The new heads were trained on the English portion of the [CC-100](https://huggingface.co/datasets/cc100) dataset. For further details, refer to Appendix A of the paper. 

## Reference
Ariel Gera, Roni Friedman, Ofir Arviv, Chulaka Gunasekara, Benjamin Sznajder, Noam Slonim and Eyal Shnarch (2023). 
[The Benefits of Bad Advice: Autocontrastive Decoding across Model Layers](https://arxiv.org/abs/2305.01628).
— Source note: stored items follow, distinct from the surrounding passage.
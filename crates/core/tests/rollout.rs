//! ロールアウト（フラグ判定 → エンジン選択）の統合テスト。

mod common;

use common::Harness;
use vf_core::domain::engine::EngineKind;
use vf_core::domain::job::{JobMode, JobRequest, JobStatus};
use vf_core::domain::settings::{RolloutConfig, RolloutPhase};
use vf_core::usecase::feature_flags::{DecisionRule, FeatureFlags};

#[test]
fn routed_fraction_tracks_percentage() {
    for (phase, expected) in [
        (RolloutPhase::Alpha, 5.0),
        (RolloutPhase::Beta, 25.0),
    ] {
        let flags = FeatureFlags::new(RolloutConfig {
            phase,
            ..Default::default()
        });
        let n = 20_000;
        let enabled = (0..n)
            .filter(|i| flags.decide(&format!("caller-{i}")).enabled)
            .count();
        let fraction = enabled as f32 * 100.0 / n as f32;
        assert!(
            (fraction - expected).abs() < 1.5,
            "{phase:?}: {fraction}% routed, expected about {expected}%"
        );
    }
}

#[test]
fn decision_is_reproducible() {
    let config = RolloutConfig {
        phase: RolloutPhase::Beta,
        ..Default::default()
    };
    let a = FeatureFlags::new(config.clone());
    let b = FeatureFlags::new(config);
    for i in 0..100 {
        let caller = format!("caller-{i}");
        let first = a.decide(&caller);
        assert_eq!(first, a.decide(&caller));
        assert_eq!(first, b.decide(&caller));
    }
}

#[tokio::test]
async fn router_query_reports_rule() {
    let h = Harness::new(|s| {
        s.rollout.allow_list = vec!["early-adopter".into()];
    });
    let d = h.ctx.router().decide("early-adopter");
    assert_eq!(d.engine, EngineKind::Secondary);
    assert_eq!(d.flag.rule, DecisionRule::AllowList);
    assert_eq!(d.rule, "flag:allow_list");
    assert!(!d.rerouted);

    let d = h.ctx.router().decide("someone-else");
    assert_eq!(d.engine, EngineKind::Primary);
    assert!(d.rule.starts_with("flag:disabled:"));
}

#[tokio::test]
async fn flag_change_applies_to_next_job() {
    let h = Harness::started(|_| {});
    let request = JobRequest {
        caller_id: "caller-7".into(),
        text: Some("Hello world".into()),
        ..Default::default()
    };

    let id = h
        .ctx
        .manager()
        .submit(JobMode::Synthesize, request.clone())
        .await
        .unwrap();
    let job = h.wait_terminal(&id).await;
    assert_eq!(job.status, JobStatus::Completed);
    assert_eq!(job.attempts[0].engine, EngineKind::Primary);

    h.ctx.flags().update(RolloutConfig {
        phase: RolloutPhase::Ga,
        ..Default::default()
    });
    let id = h
        .ctx
        .manager()
        .submit(JobMode::Synthesize, request)
        .await
        .unwrap();
    let job = h.wait_terminal(&id).await;
    assert_eq!(job.status, JobStatus::Completed);
    assert_eq!(job.attempts[0].engine, EngineKind::Secondary);
    assert!(job.attempts[0].rule.starts_with("flag:ga:"));
    assert_eq!(h.secondary.synth_calls(), 1);

    h.ctx.shutdown().await;
}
ACL 2023.

Please cite: 
```
@inproceedings{gera2023autocontrastive,
  title={The Benefits of Bad Advice: Autocontrastive Decoding across Model Layers},
  author={Gera, Ariel and Friedman, Roni and Arviv, Ofir and Gunasekara, Chulaka and Sznajder, Benjamin and Slonim, Noam and Shnarch, Eyal},
  booktitle={Proceedings of the 61st Annual Meeting of the Association for Computational Linguistics (Volume 1: Long Papers)},
  month={july},
  address={Toronto, Canada},
  year={2023}
}
```

## License
This work is released under the Apache 2.0 license. The full text of the license can be found in [LICENSE](LICENSE).